Action item:
Please copy the leading lines of the entries below exactly, concluding with the line in which "operand is folded" occurs.

Data provided:

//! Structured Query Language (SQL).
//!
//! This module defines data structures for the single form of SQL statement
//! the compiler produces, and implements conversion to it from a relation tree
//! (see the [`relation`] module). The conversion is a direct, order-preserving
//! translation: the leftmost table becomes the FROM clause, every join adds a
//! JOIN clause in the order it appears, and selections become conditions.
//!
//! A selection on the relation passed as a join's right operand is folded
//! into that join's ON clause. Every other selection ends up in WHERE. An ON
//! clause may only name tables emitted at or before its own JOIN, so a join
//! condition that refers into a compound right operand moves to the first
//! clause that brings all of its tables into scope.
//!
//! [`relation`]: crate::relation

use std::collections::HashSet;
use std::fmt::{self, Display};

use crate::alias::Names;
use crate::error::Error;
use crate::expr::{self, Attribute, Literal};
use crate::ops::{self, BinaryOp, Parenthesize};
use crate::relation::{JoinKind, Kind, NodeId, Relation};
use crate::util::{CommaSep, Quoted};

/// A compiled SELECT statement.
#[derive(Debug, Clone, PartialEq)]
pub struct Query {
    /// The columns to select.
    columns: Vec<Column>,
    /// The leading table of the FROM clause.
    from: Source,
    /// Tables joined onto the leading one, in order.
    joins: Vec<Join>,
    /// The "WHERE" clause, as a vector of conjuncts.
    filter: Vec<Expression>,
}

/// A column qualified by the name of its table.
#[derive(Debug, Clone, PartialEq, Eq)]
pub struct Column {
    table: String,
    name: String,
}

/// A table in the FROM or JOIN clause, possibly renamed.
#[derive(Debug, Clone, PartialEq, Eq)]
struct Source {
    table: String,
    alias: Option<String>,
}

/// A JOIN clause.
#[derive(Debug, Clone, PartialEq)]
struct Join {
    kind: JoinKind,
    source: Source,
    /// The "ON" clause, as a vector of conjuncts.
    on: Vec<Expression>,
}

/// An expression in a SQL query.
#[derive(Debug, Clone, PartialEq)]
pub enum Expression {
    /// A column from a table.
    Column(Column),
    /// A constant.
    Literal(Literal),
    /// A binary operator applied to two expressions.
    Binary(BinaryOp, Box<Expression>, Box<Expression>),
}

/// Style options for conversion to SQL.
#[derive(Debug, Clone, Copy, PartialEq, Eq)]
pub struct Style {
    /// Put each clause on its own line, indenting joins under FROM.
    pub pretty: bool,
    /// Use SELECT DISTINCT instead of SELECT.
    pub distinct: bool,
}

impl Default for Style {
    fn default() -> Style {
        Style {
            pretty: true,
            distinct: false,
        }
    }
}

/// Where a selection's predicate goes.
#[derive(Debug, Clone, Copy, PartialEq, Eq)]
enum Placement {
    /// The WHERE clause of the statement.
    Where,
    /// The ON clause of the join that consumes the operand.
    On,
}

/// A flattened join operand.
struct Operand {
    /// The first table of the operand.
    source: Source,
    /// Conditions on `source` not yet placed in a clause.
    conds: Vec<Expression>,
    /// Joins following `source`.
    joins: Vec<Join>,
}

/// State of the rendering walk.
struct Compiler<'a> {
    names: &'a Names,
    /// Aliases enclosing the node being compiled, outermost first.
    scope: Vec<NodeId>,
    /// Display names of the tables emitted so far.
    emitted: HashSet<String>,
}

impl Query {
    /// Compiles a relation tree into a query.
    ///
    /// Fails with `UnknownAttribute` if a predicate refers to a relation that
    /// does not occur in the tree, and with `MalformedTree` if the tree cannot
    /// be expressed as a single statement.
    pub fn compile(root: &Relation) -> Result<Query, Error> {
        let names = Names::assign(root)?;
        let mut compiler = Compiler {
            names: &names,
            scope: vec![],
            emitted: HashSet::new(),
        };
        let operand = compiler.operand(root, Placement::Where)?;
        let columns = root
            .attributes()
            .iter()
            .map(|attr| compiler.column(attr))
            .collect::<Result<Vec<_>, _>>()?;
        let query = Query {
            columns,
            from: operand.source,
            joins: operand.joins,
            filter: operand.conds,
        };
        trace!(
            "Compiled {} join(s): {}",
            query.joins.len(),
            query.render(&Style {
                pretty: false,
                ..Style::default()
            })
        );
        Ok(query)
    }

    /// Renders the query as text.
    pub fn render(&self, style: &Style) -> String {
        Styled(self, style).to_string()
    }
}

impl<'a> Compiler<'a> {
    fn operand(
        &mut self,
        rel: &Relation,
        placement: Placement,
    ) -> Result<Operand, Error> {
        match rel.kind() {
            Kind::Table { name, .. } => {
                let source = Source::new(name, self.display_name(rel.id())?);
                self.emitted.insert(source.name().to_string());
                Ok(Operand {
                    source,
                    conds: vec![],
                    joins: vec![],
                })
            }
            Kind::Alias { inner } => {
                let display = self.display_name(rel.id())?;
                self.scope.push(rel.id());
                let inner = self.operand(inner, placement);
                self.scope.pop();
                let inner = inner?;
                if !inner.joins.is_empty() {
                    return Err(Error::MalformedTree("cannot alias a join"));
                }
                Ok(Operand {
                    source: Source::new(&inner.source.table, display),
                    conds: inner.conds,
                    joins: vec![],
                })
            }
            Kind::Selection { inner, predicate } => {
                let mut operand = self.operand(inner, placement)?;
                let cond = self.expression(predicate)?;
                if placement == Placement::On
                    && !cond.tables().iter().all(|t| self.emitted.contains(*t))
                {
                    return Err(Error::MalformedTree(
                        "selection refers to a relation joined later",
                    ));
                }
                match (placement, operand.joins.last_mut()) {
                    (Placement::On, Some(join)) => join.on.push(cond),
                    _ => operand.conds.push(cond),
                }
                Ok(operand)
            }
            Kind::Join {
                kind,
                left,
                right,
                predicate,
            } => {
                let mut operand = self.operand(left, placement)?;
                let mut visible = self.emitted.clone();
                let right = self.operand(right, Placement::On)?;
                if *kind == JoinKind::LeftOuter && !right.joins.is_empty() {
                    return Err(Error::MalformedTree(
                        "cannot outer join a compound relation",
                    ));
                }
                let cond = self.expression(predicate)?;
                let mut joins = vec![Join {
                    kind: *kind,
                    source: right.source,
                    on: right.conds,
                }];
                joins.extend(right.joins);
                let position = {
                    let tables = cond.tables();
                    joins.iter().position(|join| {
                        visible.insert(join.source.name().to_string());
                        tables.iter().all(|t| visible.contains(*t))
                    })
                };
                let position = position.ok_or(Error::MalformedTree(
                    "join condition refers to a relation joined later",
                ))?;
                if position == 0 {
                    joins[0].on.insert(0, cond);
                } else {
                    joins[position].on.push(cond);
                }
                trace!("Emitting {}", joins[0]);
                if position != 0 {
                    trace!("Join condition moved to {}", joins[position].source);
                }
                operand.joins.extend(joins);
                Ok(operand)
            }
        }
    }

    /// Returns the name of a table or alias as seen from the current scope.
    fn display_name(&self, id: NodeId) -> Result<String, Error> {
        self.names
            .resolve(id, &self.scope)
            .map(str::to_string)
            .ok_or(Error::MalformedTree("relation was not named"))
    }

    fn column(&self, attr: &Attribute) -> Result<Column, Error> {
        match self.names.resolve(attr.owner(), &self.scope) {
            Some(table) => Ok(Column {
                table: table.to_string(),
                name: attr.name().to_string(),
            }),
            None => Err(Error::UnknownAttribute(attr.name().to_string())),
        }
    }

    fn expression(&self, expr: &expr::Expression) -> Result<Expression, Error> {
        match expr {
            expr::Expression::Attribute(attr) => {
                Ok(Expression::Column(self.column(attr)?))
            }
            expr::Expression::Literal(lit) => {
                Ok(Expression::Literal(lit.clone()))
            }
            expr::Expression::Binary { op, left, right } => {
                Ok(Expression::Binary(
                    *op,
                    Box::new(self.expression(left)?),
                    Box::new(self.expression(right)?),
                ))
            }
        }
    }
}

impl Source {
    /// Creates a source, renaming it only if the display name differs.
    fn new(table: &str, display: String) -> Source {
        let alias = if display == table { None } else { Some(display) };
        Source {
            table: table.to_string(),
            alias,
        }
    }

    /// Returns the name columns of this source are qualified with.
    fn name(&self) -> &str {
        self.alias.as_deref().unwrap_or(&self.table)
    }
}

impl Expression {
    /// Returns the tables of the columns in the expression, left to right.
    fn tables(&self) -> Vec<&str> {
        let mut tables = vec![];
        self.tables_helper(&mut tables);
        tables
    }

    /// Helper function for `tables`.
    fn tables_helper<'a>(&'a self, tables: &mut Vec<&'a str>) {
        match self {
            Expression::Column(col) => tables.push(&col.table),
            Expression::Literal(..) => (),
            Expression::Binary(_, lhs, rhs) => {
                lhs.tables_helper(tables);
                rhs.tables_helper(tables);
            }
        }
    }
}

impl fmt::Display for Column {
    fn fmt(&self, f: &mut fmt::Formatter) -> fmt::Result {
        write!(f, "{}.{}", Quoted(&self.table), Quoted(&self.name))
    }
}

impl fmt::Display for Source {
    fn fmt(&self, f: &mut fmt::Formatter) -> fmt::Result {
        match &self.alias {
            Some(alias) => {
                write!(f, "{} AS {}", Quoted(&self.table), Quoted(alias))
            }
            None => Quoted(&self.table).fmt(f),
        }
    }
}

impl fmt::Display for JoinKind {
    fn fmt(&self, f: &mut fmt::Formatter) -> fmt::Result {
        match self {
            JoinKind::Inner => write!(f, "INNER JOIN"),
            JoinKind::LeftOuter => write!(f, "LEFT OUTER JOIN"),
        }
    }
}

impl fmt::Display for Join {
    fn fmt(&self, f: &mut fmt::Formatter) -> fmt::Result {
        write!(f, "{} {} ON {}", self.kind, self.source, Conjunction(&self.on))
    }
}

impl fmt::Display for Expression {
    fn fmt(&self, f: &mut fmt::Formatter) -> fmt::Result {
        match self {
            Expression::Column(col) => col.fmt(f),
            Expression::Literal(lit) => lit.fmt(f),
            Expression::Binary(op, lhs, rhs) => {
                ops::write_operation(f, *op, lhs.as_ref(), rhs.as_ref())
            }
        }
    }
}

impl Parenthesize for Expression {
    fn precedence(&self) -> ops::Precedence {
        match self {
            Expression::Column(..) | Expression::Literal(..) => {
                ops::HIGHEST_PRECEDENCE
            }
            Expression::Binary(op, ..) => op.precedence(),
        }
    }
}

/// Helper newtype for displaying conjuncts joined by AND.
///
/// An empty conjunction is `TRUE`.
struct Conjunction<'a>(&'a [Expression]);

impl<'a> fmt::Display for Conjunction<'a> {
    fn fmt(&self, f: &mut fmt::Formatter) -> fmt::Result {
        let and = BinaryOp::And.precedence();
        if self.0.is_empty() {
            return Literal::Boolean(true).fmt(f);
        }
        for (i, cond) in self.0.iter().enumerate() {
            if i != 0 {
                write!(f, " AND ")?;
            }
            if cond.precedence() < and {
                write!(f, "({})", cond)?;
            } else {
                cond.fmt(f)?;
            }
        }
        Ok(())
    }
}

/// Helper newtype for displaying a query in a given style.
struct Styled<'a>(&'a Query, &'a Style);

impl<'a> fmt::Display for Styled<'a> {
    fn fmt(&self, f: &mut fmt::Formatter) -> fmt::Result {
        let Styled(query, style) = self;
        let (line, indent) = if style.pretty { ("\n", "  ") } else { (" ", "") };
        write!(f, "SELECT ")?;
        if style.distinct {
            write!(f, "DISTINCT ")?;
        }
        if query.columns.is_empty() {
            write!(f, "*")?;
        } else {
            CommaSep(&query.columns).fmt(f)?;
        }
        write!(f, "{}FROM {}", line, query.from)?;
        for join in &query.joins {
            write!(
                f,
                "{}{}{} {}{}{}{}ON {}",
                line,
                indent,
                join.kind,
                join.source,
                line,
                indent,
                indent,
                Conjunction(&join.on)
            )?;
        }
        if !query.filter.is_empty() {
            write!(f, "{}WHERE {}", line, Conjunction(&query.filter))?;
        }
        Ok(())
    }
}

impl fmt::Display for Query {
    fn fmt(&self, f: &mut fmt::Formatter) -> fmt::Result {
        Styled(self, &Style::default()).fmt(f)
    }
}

Exercise response:
//! Structured Query Language (SQL).
//!
//! This module defines data structures for the single form of SQL statement
//! the compiler produces, and implements conversion to it from a relation tree
//! (see the [`relation`] module). The conversion is a direct, order-preserving
//! translation: the leftmost table becomes the FROM clause, every join adds a
//! JOIN clause in the order it appears, and selections become conditions.
//!
//! A selection on the relation passed as a join's right operand is folded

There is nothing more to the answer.